As the weeks went by I drew my object from different angles, in different scales on different papers. I kept close to my initial commitment to the simplicity of drawing on paper, no research, no thinking, no context. I stayed just within the limit of my object - its' edge. I remained here until the day I decided to add colour to my drawing. I decided that what I was looking at were not simply lines rendered with my pencil, but shading and contour and colour. On this day I realized that I was falling off that outside edge and into that frontier space of the unknown. Unknown in some ways but glaringly obvious in other ways; this was a piece about – whiteness. In this moment I understood that the very intention of this work, the simplicity, neutrality, this objective representation of my seemingly very innocent object, embodies the mythology of something that I have been subconsciously waiting to explore, something that has been waiting at my periphery - my edge. What I saw in this exercise of looking was my identity as a white colonial settler.
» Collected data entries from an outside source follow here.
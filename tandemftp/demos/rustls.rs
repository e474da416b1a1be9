//! To run this example enable the rustls feature (--features rustls).
//! If you use this code in your own project you need to enable tandemftp's
//! rustls feature through Cargo.toml and also include the webpki-roots crate
//! as a dependency (this includes Mozilla's root certificates for use with
//! rustls).

use std::sync::Arc;
use tandemftp::rustls;
use tandemftp::rustls::ClientConfig;
use tandemftp::{CancelToken, RustlsConnector, RustlsFtpSession, SessionConfig};

fn main() {
    let root_store = rustls::RootCertStore::from_iter(webpki_roots::TLS_SERVER_ROOTS.iter().cloned());

    let config = ClientConfig::builder()
        .with_root_certificates(root_store)
        .with_no_client_auth();

    // Create a secure connection to an FTP server and authenticate to it.
    let token = CancelToken::new();
    let config = SessionConfig::default()
        .with_tls(RustlsConnector::from(Arc::new(config)), "test.rebex.net");
    let mut session = RustlsFtpSession::connect("test.rebex.net:21", config, &token).unwrap();
    session.login(&token, "demo", "password").unwrap();
    for entry in session.list(&token, None).unwrap() {
        println!("{}", entry.name());
    }

    // Terminate the connection to the server.
    let _ = session.quit(&token);
}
Issues of identity are as fundamental to my practice as drawing is too representational art making. Over the weeks as I constructed this image, by just looking, I began the process of knowing myself as a Canadian white person. Working in a new way, I ventured into a new kind of space. In looking, I really saw Sweet Knees. This process of constructing the drawing became a metaphor for how gender, race, and class are constructed and how this seemingly innocent toy embodies the mythologies of white colonial power that are characterized by normativity, innocence, benevolence, banality and aversion to a direct gaze – an aversion to seeing. As a white settler, raised by white settlers, I realize that Sweet Knees and the process of understanding/looking at her is fundamental to who I am, what I think and how I act. This confirms my edge, which is working at that outside limit of understanding, waiting and willing to fall off and sticking with the trouble found there. Now that I am here, Sweet Knees will never look the same again.

This piece was created for a group show at Keep Calm and Carry on Gallery on Gabriola Island, British Columbia. The Galleries owner Sheila Norgate invited a small group of artists to create work that was at there edge.